Pertanyaan:

Maaf mau nanya… Boleh ngga ya menghadiahkan bacaan alfatihah utk tmn kita yg sakit?

 

Jawaban :

Bismillah walhamdulillah wassholaatu was salam ‘ala Rasulillah, waba’du.

Kita lihat kasus ini tergolong ibadah atau mu’amalat (non ibadah)?

Yang tampak dalam pandangan kami –wallahua’lam-, masalah ini termasuk perkara ibadah.
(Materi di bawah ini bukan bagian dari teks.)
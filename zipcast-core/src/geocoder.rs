use async_trait::async_trait;
use reqwest::Client;
use serde::Deserialize;
use std::fmt::Debug;

use crate::{
    config::Endpoints,
    error::WeatherError,
    geocoder::{backend::BackendGeocoder, nominatim::NominatimGeocoder},
    model::Coordinate,
    mode::Mode,
};

pub mod backend;
pub mod nominatim;

/// Resolves a postal code to a coordinate and place name.
#[async_trait]
pub trait Geocoder: Send + Sync + Debug {
    async fn resolve(&self, postal_code: &str) -> Result<Coordinate, WeatherError>;
}

/// Pick the geocoder for `mode`.
pub fn geocoder_for(mode: Mode, endpoints: &Endpoints, http: &Client) -> Box<dyn Geocoder> {
    match mode {
        Mode::Direct => Box::new(NominatimGeocoder::new(
            endpoints.geocoding_url.clone(),
            http.clone(),
        )),
        Mode::Backend => Box::new(BackendGeocoder::new(endpoints, http.clone())),
    }
}

/// A latitude or longitude sent either as a JSON number or a numeric string.
#[derive(Debug, Clone, Deserialize)]
#[serde(untagged)]
pub(crate) enum Degrees {
    Number(f64),
    Text(String),
}

impl Degrees {
    pub(crate) fn value(&self) -> Option<f64> {
        let value = match self {
            Degrees::Number(v) => Some(*v),
            Degrees::Text(s) => s.trim().parse::<f64>().ok(),
        };
        value.filter(|v| v.is_finite())
    }
}

#[cfg(test)]
mod tests {
    use super::*;

    #[test]
    fn degrees_accepts_numbers_and_strings() {
        let parsed: Vec<Degrees> = serde_json::from_str(r#"[40.75, "-73.99", "north"]"#).unwrap();
        assert_eq!(parsed[0].value(), Some(40.75));
        assert_eq!(parsed[1].value(), Some(-73.99));
        assert_eq!(parsed[2].value(), None);
    }

    #[test]
    fn geocoder_for_follows_mode() {
        let endpoints = Endpoints::default();
        let http = Client::new();

        let direct = format!("{:?}", geocoder_for(Mode::Direct, &endpoints, &http));
        assert!(direct.contains("NominatimGeocoder"));

        let backend = format!("{:?}", geocoder_for(Mode::Backend, &endpoints, &http));
        assert!(backend.contains("BackendGeocoder"));
    }
}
Mengingat ini masalah ibadah, maka kaidah yang berlaku adalah :

اَلْأَصْلَ فِي اَلْعِبَادَةِ اَلتَّوَقُّف

Hukum asal ibadah adalah tawaquf (menunggu sampai datangnya dalil)

Imam Ibnu Daqiq Al ‘Ied –rahimahumallah-, salah seorang ulama besar mazhab syafi’i menegaskan,

لِأَنَّ الْغَالِبَ عَلَى الْعِبَادَاتِ التَّعَبُّدُ ، وَمَأْخَذُهَا التَّوْقِيفُ

“Umumnya ibadah adalah penyembahan kepada Allah (ta’abbud). Dan patokannya adalah dalil”. (Lihat : Al-‘Uddah 3/157).

Meskipun para ulama berbeda pendapat berkenaan hukum menghadiahkan pahala kepada orang lain; termasuk dalam hal ini menghadiahkan pahala bacaan Qur’an kepada orang lain. Namun, pendapat yang tampaknya mendekati kebenaran dalam hal ini, adalah pendapat yang dipegang oleh Imam Syafi’i dan Imam Malik -rahimahumallah-, bahwa pahala tidak bisa dihadiahkan kepada orang lain, kecuali yang dijelaskan oleh dalil, seperti sedekah, haji / umrah dan doa. (Lihat : Az-Ziyadatu wal Ihsan fi ‘Ulumil Qur’an 2/315)

Hal ini karena tidak ditemukannya dalil dari Al-Qur’an maupun hadis yang melegalkan tindakan tersebut. Mengingat ini perkara ibadah, maka tidak adanya dalil, adalah dalil tidak legalnya menghadiahkan pahala bacaan kepada orang lain. Baik untuk orang sakit atau yang lainnya.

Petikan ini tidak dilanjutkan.